Отец целыми днями пропадал на работе: ему приходилось быть и снабженцем, и прорабом, и агрономом на пришкольном участке, и бухгалтером, а ещё и культуртрегером на селе. Да и ответственности за организацию учебного процесса, обеспечение школы учебниками и бумагой – первое время сами шили тетрадки из крафт-мешков – с него никто не снимал. И, как я сейчас понимаю, учебный процесс был довольно проблемным – в школу пришли великовозрастные ученики, которым впору было скорее жениться, чем учиться.
Школьным романам велено было противостоять всеми силами. Отец посещал родителей, следил за влюблёнными по вечерам, выгоняя парочки из укромных уголков. Случился даже нашумевший роман между двадцатилетним девятиклассником и двадцатидвухлетней учительницей математики, присланной из Москвы. Джульетта снимала комнату у одинокой старушки, которая, вспомнив молодость, с удовольствием привечала у себя и Ромео, тем более что тот помогал ей по хозяйству. Скандал дошёл до районо, откуда поступило указание всячески препятствовать встречам влюблённых, что было для отца и хлопотно, и унизительно. В конце концов все трое пошли на компромисс – десятый класс Ромео закончивал в Красном Береге, от греха подальше. А потом был happy-end в виде свадьбы. Вдохновлённый Ромео, Евгений Иванович Контанистов, с помощью умницы-жены закончил пединститут и… преподавал мне физику в девятом-десятом классах.
Школа при отце была ещё и настоящим сельским культурным центром. Учащиеся вместе с учителями к каждому празднику готовили концерты в деревенском клубе, ставили спектакли. Одна постановка, по пьесе белорусского классика Янки Купалы «Машека» запомнилась тем, что на представление пришло столько народу, что в клубе стало нечем дышать и пришлось выбивать окно, что чуть не вызвало панику. Супостата-князя играл отец, в спектакле были заняты почти все учителя и многие учащиеся.
Из-за занятости отца, помню, маме пришлось самой искать плотников для того, чтобы собрать дом на выделенном нам участке на приречной улице. Начала она с того, что пригласила четверых кандидатов из райцентра на обед, а потом, ничтоже сумняшеся, одного отсеяла, объяснив, что ел без аппетита, а, мол, «как ест, так и работать будет», в дом же надо вселиться к осени. В конце концов товарищи его отстояли, объяснив, что отвергнутый – не только плотник, но ещё и печных дел мастер.

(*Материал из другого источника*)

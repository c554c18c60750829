//! 缓存槽位的读写锁, 支持共享 / 独占两种持有方式以及两者之间的升级与降级.
//!
//! 锁本身是一个显式的状态机 `Free | Shared(n) | Exclusive`, 由唯一的一把内部自旋锁保护.
//! 阻塞的获取操作在内部自旋, 超过一定次数后让出 CPU.
//!
//! 注意: [`SlotLock::upgrade`] 只在持有者是唯一的共享持有者 (`Shared(1)`) 时才能完成,
//! 否则会一直等待其他共享持有者释放. 两个共享持有者同时升级会互相等待而死锁,
//! 调用者需要自己避免这种情况.

use spin::Mutex;

/// 阻塞等待时先忙等的次数, 之后改为 yield
const SPIN_LIMIT: u32 = 64;

#[derive(Clone, Copy, Debug, PartialEq, Eq)]
pub enum LockState {
    Free,
    Shared(usize),
    Exclusive,
}

pub struct SlotLock {
    state: Mutex<LockState>,
}

impl Default for SlotLock {
    fn default() -> Self {
        Self::new()
    }
}

impl SlotLock {
    pub const fn new() -> Self {
        Self {
            state: Mutex::new(LockState::Free),
        }
    }

    pub fn state(&self) -> LockState {
        *self.state.lock()
    }

    /// 当前共享持有者的数量, 独占或空闲时为 0
    pub fn shared_count(&self) -> usize {
        match *self.state.lock() {
            LockState::Shared(n) => n,
            _ => 0,
        }
    }

    pub fn acquire_shared(&self) {
        self.spin_until(share);
    }

    pub fn try_acquire_shared(&self) -> bool {
        share(&mut self.state.lock())
    }

    pub fn release_shared(&self) {
        let mut state = self.state.lock();
        *state = match *state {
            LockState::Shared(1) => LockState::Free,
            LockState::Shared(n) => LockState::Shared(n - 1),
            other => panic!("release_shared on a lock in state {:?}", other),
        };
    }

    pub fn acquire_exclusive(&self) {
        self.spin_until(exclude);
    }

    pub fn try_acquire_exclusive(&self) -> bool {
        exclude(&mut self.state.lock())
    }

    pub fn release_exclusive(&self) {
        let mut state = self.state.lock();
        assert_eq!(
            *state,
            LockState::Exclusive,
            "release_exclusive without exclusive hold"
        );
        *state = LockState::Free;
    }

    /// 共享 -> 独占
    ///
    /// 调用者必须持有一份共享锁. 若还有其他共享持有者, 则阻塞直到它们全部释放.
    pub fn upgrade(&self) {
        self.spin_until(|state| match *state {
            LockState::Shared(1) => {
                *state = LockState::Exclusive;
                true
            }
            LockState::Shared(_) => false,
            other => panic!("upgrade on a lock in state {:?}", other),
        });
    }

    /// 非阻塞的升级, 只有在调用者是唯一的共享持有者时成功
    pub fn try_upgrade(&self) -> bool {
        let mut state = self.state.lock();
        match *state {
            LockState::Shared(1) => {
                *state = LockState::Exclusive;
                true
            }
            LockState::Shared(_) => false,
            other => panic!("try_upgrade on a lock in state {:?}", other),
        }
    }

    /// 独占 -> 共享, 不会阻塞
    pub fn downgrade(&self) {
        let mut state = self.state.lock();
        assert_eq!(
            *state,
            LockState::Exclusive,
            "downgrade without exclusive hold"
        );
        *state = LockState::Shared(1);
    }

    fn spin_until(&self, mut transition: impl FnMut(&mut LockState) -> bool) {
        let mut spins = 0;
        loop {
            if transition(&mut self.state.lock()) {
                return;
            }
            if spins < SPIN_LIMIT {
                spins += 1;
                core::hint::spin_loop();
            } else {
                std::thread::yield_now();
            }
        }
    }
}

fn share(state: &mut LockState) -> bool {
    match *state {
        LockState::Free => {
            *state = LockState::Shared(1);
            true
        }
        LockState::Shared(n) => {
            *state = LockState::Shared(n + 1);
            true
        }
        LockState::Exclusive => false,
    }
}

fn exclude(state: &mut LockState) -> bool {
    if *state == LockState::Free {
        *state = LockState::Exclusive;
        true
    } else {
        false
    }
}

#[cfg(test)]
mod tests {
    use super::*;
    use std::sync::atomic::{AtomicBool, Ordering};
    use std::time::Duration;

    #[test]
    fn shared_holders_coexist() {
        let lock = SlotLock::new();
        lock.acquire_shared();
        assert!(lock.try_acquire_shared());
        assert_eq!(lock.shared_count(), 2);
        assert!(!lock.try_acquire_exclusive());
        lock.release_shared();
        lock.release_shared();
        assert_eq!(lock.state(), LockState::Free);
    }

    #[test]
    fn exclusive_blocks_everyone() {
        let lock = SlotLock::new();
        lock.acquire_exclusive();
        assert!(!lock.try_acquire_shared());
        assert!(!lock.try_acquire_exclusive());
        lock.release_exclusive();
        assert!(lock.try_acquire_exclusive());
        lock.release_exclusive();
    }

    #[test]
    fn downgrade_then_share() {
        let lock = SlotLock::new();
        lock.acquire_exclusive();
        lock.downgrade();
        assert_eq!(lock.state(), LockState::Shared(1));
        assert!(lock.try_acquire_shared());
        lock.release_shared();
        lock.release_shared();
        assert_eq!(lock.state(), LockState::Free);
    }

    #[test]
    fn sole_reader_upgrades() {
        let lock = SlotLock::new();
        lock.acquire_shared();
        assert!(lock.try_upgrade());
        assert_eq!(lock.state(), LockState::Exclusive);
        lock.release_exclusive();
    }

    #[test]
    fn upgrade_waits_for_other_readers() {
        let lock = SlotLock::new();
        let upgraded = AtomicBool::new(false);
        lock.acquire_shared();
        lock.acquire_shared();
        assert!(!lock.try_upgrade());
        std::thread::scope(|s| {
            s.spawn(|| {
                lock.upgrade();
                upgraded.store(true, Ordering::SeqCst);
                lock.release_exclusive();
            });
            std::thread::sleep(Duration::from_millis(20));
            assert!(!upgraded.load(Ordering::SeqCst));
            lock.release_shared();
        });
        assert!(upgraded.load(Ordering::SeqCst));
        assert_eq!(lock.state(), LockState::Free);
    }

    #[test]
    fn writers_exclude_each_other() {
        let lock = SlotLock::new();
        let inside = AtomicBool::new(false);
        std::thread::scope(|s| {
            for _ in 0..4 {
                s.spawn(|| {
                    for _ in 0..200 {
                        lock.acquire_exclusive();
                        assert!(!inside.swap(true, Ordering::SeqCst));
                        inside.store(false, Ordering::SeqCst);
                        lock.release_exclusive();
                    }
                });
            }
        });
        assert_eq!(lock.state(), LockState::Free);
    }

    #[test]
    #[should_panic]
    fn release_unheld_shared_panics() {
        SlotLock::new().release_shared();
    }
}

Мама до обеда выдавала книги в школьной библиотеке, а после подсобничала на собственной стройке. Мы с Генкой болтались под ногами в школе, и нас то и дело учащиеся затаскивали на уроки. Учителей мы боялись, а потому сидели тихо, пристроившись где-нибудь на «камчатке» – последней скамейке. В результате, когда я пришёл в первый класс, то все буквы уже знал и даже читал по слогам. Первый урок запомнился мне на всю жизнь благодаря смешному казусу: наставница Анна Антоновна Парахневич поздравила нас по-русски, а потом объявила на белорусском:
– А цяпер, дети, будзе першы урок – лiчэнне…
Дома говорили больше по-русски, а потому мне подумалось – «лечение». Словом, я почему-то решил, будто нас будут учить… медицине. Только когда учительница подошла к доске и стала писать и называть цифры, понял: «лiчэнне» означает счёт, и первый мой урок – арифметика.
Меня, директорского сынка, сверстники и переростки так и стремились втянуть в какие-нибудь неблаговидные проделки или обидным образом подшутить, пользуясь тем, что мне отчаянно хотелось быть своим в их среде. Как и сейчас, особым шиком считалось умение затянуться, только в то время курили в школах не сигареты или папиросы, а самокрутки, воруя табак-самосад у родителей. В третьем классе я уже посещал новую школу, и курили, как водится, в туалете с выгребной ямой, располагавшемся в двадцати метрах от школьного здания. Я тоже немного покуривал, правда, лишь тогда, когда угощали, что было не так уж и редко. Однажды я завистливо смотрел, как один из старшеклассников зажёг самокрутку и с показным удовольствием, как я сейчас понимаю, затянулся.